When Jesus tells us to deny ourselves, one way to hear it today is that he dares us to give up our way of seeing. Where is God here in our helplessness? Where not? Did we see God in first responders? Did we see God in people on boats rescuing families from neighborhoods? Did we see God in the chaplain who hugged the nurses who were scared for their children out there? Did we see God in the prayer circles, the hugs, the outstretched hands, the church showing up to demo your home, or the loads of musty laundry the neighbor is doing for everyone? Did we see God in the tears cried or the laughter shared in friends homes while we waited out the flood?
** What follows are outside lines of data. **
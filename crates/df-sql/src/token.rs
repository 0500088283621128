//! Token types produced by the tokenizer.

use serde::{Deserialize, Serialize};

/// One unit of a tokenized script: either a single-line documentation
/// comment or an executable statement.
#[derive(Debug, Clone, PartialEq, Eq, Serialize, Deserialize)]
#[serde(tag = "kind", rename_all = "lowercase")]
pub enum Token {
    /// A `--` annotation; text is the content after the marker, trimmed
    Comment { text: String },
    /// One executable unit, newlines collapsed to single spaces, trailing
    /// separator removed. May be empty for a bare separator.
    Statement { text: String },
}

impl Token {
    /// The token's text, regardless of kind.
    pub fn text(&self) -> &str {
        match self {
            Token::Comment { text } => text,
            Token::Statement { text } => text,
        }
    }

    /// True for statement tokens.
    pub fn is_statement(&self) -> bool {
        matches!(self, Token::Statement { .. })
    }
}
impl MemoryEngine {
    /// Create an empty engine with no tables.
    pub fn new() -> Self {
        Self {
            state: Mutex::new(EngineState::default()),
        }
    }

    /// All statements executed so far, in order.
    pub fn executed_statements(&self) -> Vec<String> {
        self.state.lock().unwrap().executed.clone()
    }

    /// Number of `describe_columns` round-trips served so far.
    pub fn describe_count(&self) -> usize {
        self.state.lock().unwrap().describes
    }

    /// Count executed statements starting with `prefix` (case-insensitive).
    pub fn executed_matching(&self, prefix: &str) -> usize {
        self.state
            .lock()
            .unwrap()
            .executed
            .iter()
            .filter(|sql| starts_with_ci(sql.trim_start(), prefix))
            .count()
    }

    fn execute_sync(&self, sql: &str) -> DbResult<QueryResult> {
        let mut state = self.state.lock().unwrap();
        state.executed.push(sql.to_string());

        let trimmed = sql.trim();
        if let Some(rest) = strip_prefix_ci(trimmed, "DROP TABLE IF EXISTS ") {
            let table = parse_ident(rest)?.0;
            state.tables.remove(&table);
            Ok(QueryResult::default())
        } else if let Some(rest) = strip_prefix_ci(trimmed, "CREATE TABLE ") {
            create_table(&mut state, rest)
        } else if let Some(rest) = strip_prefix_ci(trimmed, "REPLACE INTO ") {
            replace_into(&mut state, rest)
        } else if let Some(rest) = strip_prefix_ci(trimmed, "SELECT ") {
            select(&state, rest)
        } else {
            Err(DbError::parse_error(format!(
                "unsupported statement: {trimmed}"
            )))
        }
    }
}

#[async_trait]
impl SqlEngine for MemoryEngine {
    async fn execute(&self, sql: &str) -> DbResult<QueryResult> {
        self.execute_sync(sql)
    }

    async fn list_tables_matching(&self, pattern: &str) -> DbResult<Vec<String>> {
        let state = self.state.lock().unwrap();
        Ok(state
            .tables
            .keys()
            .filter(|name| like_match(pattern, name))
            .cloned()
            .collect())
    }

    async fn describe_columns(&self, table: &str) -> DbResult<Vec<ColumnInfo>> {
        let mut state = self.state.lock().unwrap();
        state.describes += 1;
        let def = state
            .tables
            .get(table)
            .ok_or_else(|| DbError::no_such_table(table))?;
        Ok(def
            .columns
            .iter()
            .map(|c| ColumnInfo {
                name: c.name.clone(),
                primary_key: c.primary_key,
            })
            .collect())
    }

    fn quote_ident(&self, ident: &str) -> String {
        format!("`{}`", ident.replace('`', "``"))
    }

    fn quote_value(&self, value: &SqlValue) -> String {
        match value {
            SqlValue::Null => "NULL".to_string(),
            SqlValue::Integer(n) => n.to_string(),
            SqlValue::Text(s) => {
                format!("'{}'", s.replace('\\', "\\\\").replace('\'', "\\'"))
            }
        }
    }

    fn engine_type(&self) -> &'static str {
        "memory"
    }
}

// --- statement handlers ---

fn create_table(state: &mut EngineState, rest: &str) -> DbResult<QueryResult> {
    let (table, rest) = parse_ident(rest)?;
    if state.tables.contains_key(&table) {
        return Err(DbError::engine(
            "ER_TABLE_EXISTS_ERROR",
            1050,
            format!("Table '{table}' already exists"),
        ));
    }

    let (body, _) = parenthesized(rest)?;
    let mut def = TableDef::default();
    for entry in split_top_level(&body, ',') {
        let entry = entry.trim();
        if entry.is_empty() {
            continue;
        }
        if let Some(keys) = strip_prefix_ci(entry, "PRIMARY KEY") {
            for key in parse_ident_list(keys)? {
                match def.columns.iter_mut().find(|c| c.name == key) {
                    Some(col) => col.primary_key = true,
                    None => return Err(DbError::bad_field(&key)),
                }
            }
        } else if let Some(keys) = strip_prefix_ci(entry, "UNIQUE KEY ") {
            // The index name before the column list is optional
            let keys = keys.trim_start();
            let keys = if keys.starts_with('(') {
                keys
            } else {
                parse_ident(keys)?.1
            };
            for key in parse_ident_list(keys)? {
                match def.columns.iter_mut().find(|c| c.name == key) {
                    Some(col) => col.unique = true,
                    None => return Err(DbError::bad_field(&key)),
                }
            }
        } else if starts_with_ci(entry, "KEY ") || starts_with_ci(entry, "INDEX ") {
            // Plain indexes carry no semantics here
        } else {
            let (name, _) = parse_ident(entry)?;
            def.columns.push(ColumnDef {
                name,
                primary_key: false,
                unique: false,
            });
        }
    }
    state.tables.insert(table, def);
    Ok(QueryResult::default())
}

fn replace_into(state: &mut EngineState, rest: &str) -> DbResult<QueryResult> {
    let (table, rest) = parse_ident(rest)?;
    let (col_list, rest) = parenthesized(rest)?;
    let rest = strip_prefix_ci(rest.trim_start(), "VALUES")
        .ok_or_else(|| DbError::parse_error("REPLACE INTO without VALUES"))?;
    let (val_list, _) = parenthesized(rest)?;

    let columns: Vec<String> = split_top_level(&col_list, ',')
        .iter()
        .map(|c| parse_ident(c).map(|(name, _)| name))
        .collect::<DbResult<_>>()?;
    let values: Vec<SqlValue> = split_top_level(&val_list, ',')
        .iter()
        .map(|v| parse_value(v.trim()))
        .collect::<DbResult<_>>()?;
    if columns.len() != values.len() {
        return Err(DbError::parse_error("column count does not match value count"));
    }

    let def = state
        .tables
        .get_mut(&table)
        .ok_or_else(|| DbError::no_such_table(&table))?;
    for column in &columns {
        if def.column(column).is_none() {
            return Err(DbError::bad_field(column));
        }
    }

    let mut row: Row = def
        .columns
        .iter()
        .map(|c| (c.name.clone(), SqlValue::Null))
        .collect();
    for (column, value) in columns.iter().zip(values) {
        row.insert(column.clone(), value);
    }

    // REPLACE semantics: drop every existing row that collides with the new
    // row on the primary key or any unique column, then insert.
    let keys: Vec<String> = def.key_columns().iter().map(|k| k.to_string()).collect();
    def.rows
        .retain(|existing| !keys.iter().any(|k| existing.get(k) == row.get(k)));
    def.rows.push(row);
    Ok(QueryResult::default())
}

fn select(state: &EngineState, rest: &str) -> DbResult<QueryResult> {
    let from = find_ci(rest, " FROM ")
        .ok_or_else(|| DbError::parse_error("SELECT without FROM"))?;
    let projection = rest[..from].trim().to_string();
    let rest = &rest[from + " FROM ".len()..];
    let (table, rest) = parse_ident(rest)?;

    let def = state
        .tables
        .get(&table)
        .ok_or_else(|| DbError::no_such_table(&table))?;

    let mut remainder = rest.trim();
    let mut filter: Option<(String, SqlValue)> = None;
    if let Some(cond) = strip_prefix_ci(remainder, "WHERE ") {
        let split = find_ci(cond, " ORDER BY ").unwrap_or(cond.len());
        let (clause, after) = cond.split_at(split);
        let eq = clause
            .find('=')
            .ok_or_else(|| DbError::parse_error("WHERE supports equality only"))?;
        let (column, _) = parse_ident(&clause[..eq])?;
        let value = parse_value(clause[eq + 1..].trim())?;
        if def.column(&column).is_none() {
            return Err(DbError::bad_field(&column));
        }
        filter = Some((column, value));
        remainder = after.trim();
    }

    let mut order: Option<String> = None;
    if let Some(by) = strip_prefix_ci(remainder, "ORDER BY ") {
        let (column, _) = parse_ident(by)?;
        if def.column(&column).is_none() {
            return Err(DbError::bad_field(&column));
        }
        order = Some(column);
    }

    let mut rows: Vec<Row> = def
        .rows
        .iter()
        .filter(|row| match &filter {
            Some((column, value)) => row.get(column) == Some(value),
            None => true,
        })
        .cloned()
        .collect();
    if let Some(column) = &order {
        rows.sort_by(|a, b| compare_values(a.get(column), b.get(column)));
    }

    let columns: Vec<String> = if projection == "*" {
        def.columns.iter().map(|c| c.name.clone()).collect()
    } else {
        split_top_level(&projection, ',')
            .iter()
            .map(|c| parse_ident(c).map(|(name, _)| name))
            .collect::<DbResult<_>>()?
    };
    for column in &columns {
        if def.column(column).is_none() {
            return Err(DbError::bad_field(column));
        }
    }

    let rows = rows
        .into_iter()
        .map(|row| {
            columns
                .iter()
                .map(|c| {
                    let value = row.get(c).cloned().unwrap_or(SqlValue::Null);
                    (c.clone(), value)
                })
                .collect()
        })
        .collect();

    Ok(QueryResult { columns, rows })
}

// --- parsing helpers ---

fn starts_with_ci(s: &str, prefix: &str) -> bool {
    s.get(..prefix.len())
        .is_some_and(|head| head.eq_ignore_ascii_case(prefix))
}

fn strip_prefix_ci<'a>(s: &'a str, prefix: &str) -> Option<&'a str> {
    if starts_with_ci(s, prefix) {
        Some(&s[prefix.len()..])
    } else {
        None
    }
}

fn find_ci(haystack: &str, needle: &str) -> Option<usize> {
    if needle.len() > haystack.len() {
        return None;
    }
    (0..=haystack.len() - needle.len())
        .find(|&i| haystack.is_char_boundary(i) && starts_with_ci(&haystack[i..], needle))
}

/// Parse one identifier, backtick-quoted or bare, returning it together
/// with the unconsumed remainder.
fn parse_ident(s: &str) -> DbResult<(String, &str)> {
    let s = s.trim_start();
    if let Some(rest) = s.strip_prefix('`') {
        let mut name = String::new();
        let mut chars = rest.char_indices();
        while let Some((i, c)) = chars.next() {
            if c == '`' {
                // Doubled backtick is an escaped literal backtick
                if rest[i + 1..].starts_with('`') {
                    name.push('`');
                    chars.next();
                } else {
                    return Ok((name, &rest[i + 1..]));
                }
            } else {
                name.push(c);
            }
        }
        Err(DbError::parse_error("unterminated quoted identifier"))
    } else {
        let end = s
            .find(|c: char| !(c.is_ascii_alphanumeric() || c == '_'))
            .unwrap_or(s.len());
        if end == 0 {
            return Err(DbError::parse_error(format!("expected identifier at {s:?}")));
        }
        Ok((s[..end].to_string(), &s[end..]))
    }
}

/// Parse a parenthesized identifier list, e.g. `` (`a`, `b`) ``.
fn parse_ident_list(s: &str) -> DbResult<Vec<String>> {
    let (inner, _) = parenthesized(s)?;
    split_top_level(&inner, ',')
        .iter()
        .map(|part| parse_ident(part).map(|(name, _)| name))
        .collect()
}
Pick up our cross and see that somehow even the grief of Jesus cross opens space to see God is still there.
Be heartbroken, grieve, be stunned into silence, and feel the sadness of the flood. Let Gods love come seeking you there in your brokenness, not just in your victories. Gods love can find you, even when you feel so broken and grief stricken. I don’t always know how, I struggle sometimes to see it, and I don’t understand sometimes, but we still are challenged to pick up the cross of trusting Gods love will go with us.
Yes, Jesus challenge to deny ourselves, pick up our cross and follow me means a lot of things. But this week, it means being willing to see that we are never separated from Gods love in Christ, whether in death or life, joy or grief, sorrow or relief, height or depth, baking sun or whelming flood. God is here. God is here in the hands, the feet, the ears, and the heart that surrounds us. God is here and speaking through it all. And regardless of how high the flood waters, I have to grieve and trust that God does not recede when the waters rise or rise when the waters recede. I am called to bear that cross, be heartbroken, and be still.